■ **Material provided**

>>>>>

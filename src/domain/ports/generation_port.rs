use crate::domain::error::DomainError;
use serde::Serialize;

#[derive(Debug, Clone, Copy, PartialEq, Eq, Serialize)]
#[serde(rename_all = "lowercase")]
pub enum Role {
    System,
    User,
    Assistant,
}

#[derive(Debug, Clone, PartialEq, Serialize)]
pub struct ChatMessage {
    pub role: Role,
    pub content: String,
}

impl ChatMessage {
    pub fn system(content: impl Into<String>) -> Self {
        Self { role: Role::System, content: content.into() }
    }

    pub fn user(content: impl Into<String>) -> Self {
        Self { role: Role::User, content: content.into() }
    }

    pub fn assistant(content: impl Into<String>) -> Self {
        Self { role: Role::Assistant, content: content.into() }
    }
}

#[derive(Debug, Clone, Default, PartialEq)]
pub struct GenerationRequest {
    pub messages: Vec<ChatMessage>,
    pub temperature: Option<f32>,
    pub max_tokens: Option<u32>,
}

/// Produces text from an ordered conversation.
#[async_trait::async_trait]
pub trait GenerationProvider: Send + Sync {
    async fn generate(&self, request: &GenerationRequest) -> Result<String, DomainError>;

    fn name(&self) -> &str {
        "unknown"
    }
}
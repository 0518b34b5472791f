use crate::application::add_document::{AddDocumentUseCase, BulkDocument};
use crate::application::envelope::{AddResult, RagResult};
use crate::application::search::{GenerationSettings, SearchUseCase};
use crate::domain::entities::document::Metadata;
use crate::domain::error::DomainError;
use crate::domain::ports::generation_port::GenerationProvider;
use crate::domain::ports::vector_store::VectorStore;
use std::sync::Arc;

/// Retrieval plus optional answer generation over any `VectorStore`.
pub struct RetrievalOrchestrator {
    search_uc: SearchUseCase,
    add_document_uc: AddDocumentUseCase,
}

impl RetrievalOrchestrator {
    pub fn new(generator: Option<Arc<dyn GenerationProvider>>, settings: GenerationSettings) -> Self {
        Self {
            search_uc: SearchUseCase::new(generator, settings),
            add_document_uc: AddDocumentUseCase::new(),
        }
    }

    pub async fn search(
        &self,
        store: &dyn VectorStore,
        query: &str,
        top_k: usize,
        generate_answer: bool,
    ) -> Result<RagResult, DomainError> {
        self.search_uc.execute(store, query, top_k, generate_answer).await
    }

    pub async fn add_document(
        &self,
        store: &dyn VectorStore,
        content: &str,
        metadata: Metadata,
        chunk_size: Option<usize>,
    ) -> Result<AddResult, DomainError> {
        self.add_document_uc.execute(store, content, metadata, chunk_size).await
    }

    pub async fn bulk_add_documents(
        &self,
        store: &dyn VectorStore,
        documents: Vec<BulkDocument>,
    ) -> Result<AddResult, DomainError> {
        self.add_document_uc.execute_bulk(store, documents).await
    }
}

<<<<<

■ **Work to complete**
Tally the lines of the entries that include the word "AddDocumentUseCase" and give only the total.

■ **Answer section**
3